Background interference when zooming/rotating scene

Greeting…
Relative newbie here, having some issues with the backgrounds of my models when rotating or zooming. I don’t recall this happening near as much with Sketchup 8 - but with this version it continues across all of my models.

As you can see from the attached, these ‘wedges’ and angles vary depending on the amount of zoom / rotation.

Any assistance would be most appreciated.
Thanks!

Not seeing the attached. Not seeing a coherent description. Not able to respond.

-Gully

Thanks Gully…
Took me a minute or so to figure out I could only upload one image at a time.
Updated.

Appreciate your time and assistance.
TC

It is face z-fighting. (Two faces wanting to occupy the same plane.) Cut out the area of the background face, or separate the front faces by a wee bit, like 0.001".

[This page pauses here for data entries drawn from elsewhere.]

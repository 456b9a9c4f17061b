//! Identity cross-reference
//!
//! One entry per bus whose EDID was read over I2C. Other subsystems (udev,
//! XRandR, DRM sysfs) attach the names they use for the same monitor.
//! Identical monitors produce identical EDIDs, so once every bus has been
//! registered the table flags entries whose EDID is not unique.

use serde::Serialize;
use tracing::{debug, info};

use crate::constants::edid::BLOCK_SIZE;
use crate::edid::edid_tag;
use crate::error::Result;
use crate::DdcError;

/// Cross-reference entry for one bus
#[derive(Debug, Clone, PartialEq, Eq, Serialize)]
pub struct DeviceIdXref {
    #[serde(skip)]
    raw_edid: [u8; BLOCK_SIZE],
    pub edid_tag: String,
    pub bus_number: Option<u32>,
    pub xrandr_name: Option<String>,
    pub drm_connector_name: Option<String>,
    pub udev_name: Option<String>,
    pub udev_syspath: Option<String>,
    pub udev_busno: Option<u32>,
    pub sysfs_drm_name: Option<String>,
    pub sysfs_drm_i2c: Option<String>,
    pub sysfs_drm_busno: Option<u32>,
    /// None until the scan is marked complete
    #[serde(rename = "ambiguous")]
    ambiguous_edid: Option<bool>,
}

impl DeviceIdXref {
    fn new(busno: u32, raw_edid: [u8; BLOCK_SIZE]) -> Self {
        Self {
            edid_tag: edid_tag(&raw_edid),
            raw_edid,
            bus_number: Some(busno),
            xrandr_name: None,
            drm_connector_name: None,
            udev_name: None,
            udev_syspath: None,
            udev_busno: None,
            sysfs_drm_name: None,
            sysfs_drm_i2c: None,
            sysfs_drm_busno: None,
            ambiguous_edid: None,
        }
    }

    pub fn raw_edid(&self) -> &[u8; BLOCK_SIZE] {
        &self.raw_edid
    }

    /// Whether another bus reports the same EDID.
    ///
    /// Only known once the scan is complete; asking earlier is a misuse.
    pub fn ambiguous(&self) -> Result<bool> {
        self.ambiguous_edid.ok_or_else(|| {
            DdcError::misuse(format!(
                "ambiguity of EDID ...{} queried before bus scan complete",
                self.edid_tag
            ))
        })
    }

    pub fn set_xrandr_name(&mut self, name: impl Into<String>) {
        self.xrandr_name = Some(name.into());
    }

    pub fn set_drm_connector_name(&mut self, name: impl Into<String>) {
        self.drm_connector_name = Some(name.into());
    }

    pub fn set_udev_info(&mut self, name: impl Into<String>, syspath: impl Into<String>, busno: u32) {
        self.udev_name = Some(name.into());
        self.udev_syspath = Some(syspath.into());
        self.udev_busno = Some(busno);
    }

    pub fn set_sysfs_drm(&mut self, name: impl Into<String>, i2c: impl Into<String>, busno: u32) {
        self.sysfs_drm_name = Some(name.into());
        self.sysfs_drm_i2c = Some(i2c.into());
        self.sysfs_drm_busno = Some(busno);
    }
}

/// The cross-reference table
#[derive(Debug, Clone, Default, Serialize)]
pub struct XrefTable {
    entries: Vec<DeviceIdXref>,
    scan_complete: bool,
}

fn base_block(raw_edid: &[u8]) -> Result<[u8; BLOCK_SIZE]> {
    raw_edid
        .get(..BLOCK_SIZE)
        .and_then(|b| b.try_into().ok())
        .ok_or_else(|| DdcError::misuse(format!("EDID of {} bytes is too short", raw_edid.len())))
}

impl XrefTable {
    pub fn new() -> Self {
        Self::default()
    }

    /// Create the entry for a bus. Registering the same bus twice, or
    /// registering after the scan was marked complete, is a misuse.
    pub fn register(&mut self, busno: u32, raw_edid: &[u8]) -> Result<&mut DeviceIdXref> {
        if self.scan_complete {
            return Err(DdcError::misuse(format!(
                "bus {} registered after scan complete",
                busno
            )));
        }
        if self.find_by_busno(busno).is_some() {
            return Err(DdcError::misuse(format!("bus {} registered twice", busno)));
        }
        let entry = DeviceIdXref::new(busno, base_block(raw_edid)?);
        debug!(busno, tag = %entry.edid_tag, "Registered xref");
        self.entries.push(entry);
        let last = self.entries.len() - 1;
        Ok(&mut self.entries[last])
    }

    pub fn find_by_busno(&self, busno: u32) -> Option<&DeviceIdXref> {
        self.entries.iter().find(|e| e.bus_number == Some(busno))
    }

    pub fn find_by_busno_mut(&mut self, busno: u32) -> Option<&mut DeviceIdXref> {
        self.entries.iter_mut().find(|e| e.bus_number == Some(busno))
    }

    /// First entry, in registration order, with this EDID.
    ///
    /// Check [`DeviceIdXref::ambiguous`] before relying on it being the only
    /// one.
    pub fn find_by_edid(&self, raw_edid: &[u8]) -> Result<Option<&DeviceIdXref>> {
        self.require_complete("find_by_edid")?;
        let key = base_block(raw_edid)?;
        Ok(self.entries.iter().find(|e| e.raw_edid == key))
    }

    /// Number of entries with this EDID
    pub fn count_by_edid(&self, raw_edid: &[u8]) -> Result<usize> {
        self.require_complete("count_by_edid")?;
        let key = base_block(raw_edid)?;
        Ok(self.entries.iter().filter(|e| e.raw_edid == key).count())
    }

    /// Record that every bus has been registered and flag duplicate EDIDs
    pub fn mark_scan_complete(&mut self) -> Result<()> {
        if self.scan_complete {
            return Err(DdcError::misuse("scan marked complete twice"));
        }
        self.scan_complete = true;

        // Pairwise comparison; the table holds a handful of entries
        let n = self.entries.len();
        let mut dup = vec![false; n];
        for i in 0..n {
            for j in (i + 1)..n {
                if self.entries[i].raw_edid == self.entries[j].raw_edid {
                    dup[i] = true;
                    dup[j] = true;
                }
            }
        }
        for (entry, is_dup) in self.entries.iter_mut().zip(dup) {
            entry.ambiguous_edid = Some(is_dup);
            if is_dup {
                info!(busno = ?entry.bus_number, tag = %entry.edid_tag, "EDID is shared by more than one bus");
            }
        }
        Ok(())
    }

    pub fn is_scan_complete(&self) -> bool {
        self.scan_complete
    }

    pub fn entries(&self) -> &[DeviceIdXref] {
        &self.entries
    }

    pub fn len(&self) -> usize {
        self.entries.len()
    }

    pub fn is_empty(&self) -> bool {
        self.entries.is_empty()
    }

    /// Drop every entry and forget that the scan completed
    pub fn reset(&mut self) {
        self.entries.clear();
        self.scan_complete = false;
    }

    fn require_complete(&self, op: &str) -> Result<()> {
        if self.scan_complete {
            Ok(())
        } else {
            Err(DdcError::misuse(format!("{} called before bus scan complete", op)))
        }
    }
}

What are we looking at here? Are these native screen shots? Renderings? What does the model look like in Monochrome?

Now that the image is visible, a lucid description of what it is and what you think it shows would be useful.

-Gully

I don’t see the “shimmery,” “stripey” look of z-fighting. It looks more like the back-side of faces in a rendering.

-Gully

1 Like

I’m thinking it might have to do with OpenGL and an inappropriate graphics card driver.

Thank you all for the quick, kind response.
We are looking at screenshots of the model. It only happens when I zoom in about this close (attached). The closer I zoom, the more it happens.

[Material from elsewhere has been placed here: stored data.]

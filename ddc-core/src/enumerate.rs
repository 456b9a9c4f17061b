//! Candidate bus enumeration
//!
//! The scanner only needs a list of bus numbers. Where they come from is
//! pluggable: sysfs (default), libudev (feature `udev`), or a fixed list.

use tracing::debug;

use crate::error::Result;
use crate::sysfs::Sysfs;

/// Source of candidate I2C bus numbers
pub trait BusEnumerator {
    /// Bus numbers in scan order
    fn bus_numbers(&self) -> Result<Vec<u32>>;
}

/// Lists /sys/class/i2c-dev (or /dev/i2c-*)
#[derive(Debug, Clone, Default)]
pub struct SysfsBusEnumerator {
    sysfs: Sysfs,
}

impl SysfsBusEnumerator {
    pub fn new(sysfs: Sysfs) -> Self {
        Self { sysfs }
    }
}

impl BusEnumerator for SysfsBusEnumerator {
    fn bus_numbers(&self) -> Result<Vec<u32>> {
        let buses = self.sysfs.i2c_dev_bus_numbers()?;
        debug!(count = buses.len(), ?buses, "Enumerated i2c-dev buses from sysfs");
        Ok(buses)
    }
}

/// An explicit list, e.g. from `--bus` or a test
#[derive(Debug, Clone, Default)]
pub struct FixedBusEnumerator(pub Vec<u32>);

impl BusEnumerator for FixedBusEnumerator {
    fn bus_numbers(&self) -> Result<Vec<u32>> {
        Ok(self.0.clone())
    }
}

/// Every bus number from 0 up to (not including) `max`.
///
/// Used when no enumeration source works at all.
#[derive(Debug, Clone)]
pub struct RangeBusEnumerator {
    pub max: u32,
}

impl BusEnumerator for RangeBusEnumerator {
    fn bus_numbers(&self) -> Result<Vec<u32>> {
        Ok((0..self.max).collect())
    }
}

#[cfg(feature = "udev")]
pub use self::udev_enum::UdevBusEnumerator;

#[cfg(feature = "udev")]
mod udev_enum {
    use super::BusEnumerator;
    use crate::error::Result;
    use crate::sysfs::parse_bus_name;
    use crate::DdcError;
    use tracing::{debug, warn};

    /// Devices in the udev `i2c-dev` subsystem
    #[derive(Debug, Clone, Default)]
    pub struct UdevBusEnumerator;

    impl BusEnumerator for UdevBusEnumerator {
        fn bus_numbers(&self) -> Result<Vec<u32>> {
            let mut enumerator = udev::Enumerator::new()
                .map_err(|e| DdcError::enumeration(format!("udev enumerator: {}", e)))?;
            enumerator
                .match_subsystem("i2c-dev")
                .map_err(|e| DdcError::enumeration(format!("udev match_subsystem: {}", e)))?;
            let devices = enumerator
                .scan_devices()
                .map_err(|e| DdcError::enumeration(format!("udev scan: {}", e)))?;

            let mut buses = Vec::new();
            for device in devices {
                let sysname = device.sysname().to_string_lossy().into_owned();
                match parse_bus_name(&sysname) {
                    Some(n) => buses.push(n),
                    None => warn!(sysname = %sysname, "Unexpected i2c-dev sysname"),
                }
            }
            buses.sort_unstable();
            debug!(count = buses.len(), ?buses, "Enumerated i2c-dev buses from udev");
            Ok(buses)
        }
    }
}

It seems to happen regardless of whether a group or component. Sorry, I don’t know how to view in monochrome.

Wo3Dan… thanks for the comment. I sometimes wonder about this, but I have 32 gigs of ram on this powerMac.
Thanks.

How much RAM you have is unrelated to OpenGL support.

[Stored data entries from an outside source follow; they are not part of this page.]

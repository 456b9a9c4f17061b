/*
 * This file is part of ddcprobe.
 *
 * Copyright (C) 2025 ddcprobe contributors
 *
 * ddcprobe is free software: you can redistribute it and/or modify
 * it under the terms of the GNU General Public License as published by
 * the Free Software Foundation, either version 2 of the License, or
 * (at your option) any later version.
 *
 * ddcprobe is distributed in the hope that it will be useful,
 * but WITHOUT ANY WARRANTY; without even the implied warranty of
 * MERCHANTABILITY or FITNESS FOR A PARTICULAR PURPOSE. See the
 * GNU General Public License for more details.
 *
 * You should have received a copy of the GNU General Public License
 * along with ddcprobe. If not, see <https://www.gnu.org/licenses/>.
 */

//! ddcprobe - find the monitors on a Linux system's I2C buses
//!
//! Thin front end over `ddc-core`: argument handling, logging, and the JSON
//! report.

pub mod cli;
pub mod logger;
pub mod report;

Monochrome is the last button on the Styles toolbar, which depicts the various screen rendering styles. Monochrome displays the bare face fronts and backs after you have painted them, so you can check for, among other things, face orientation. In this same vein, the prudent, systematic modeler leaves his model unpainted until he is satisfied that the geometry is right, rather than covering up the evidence prematurely.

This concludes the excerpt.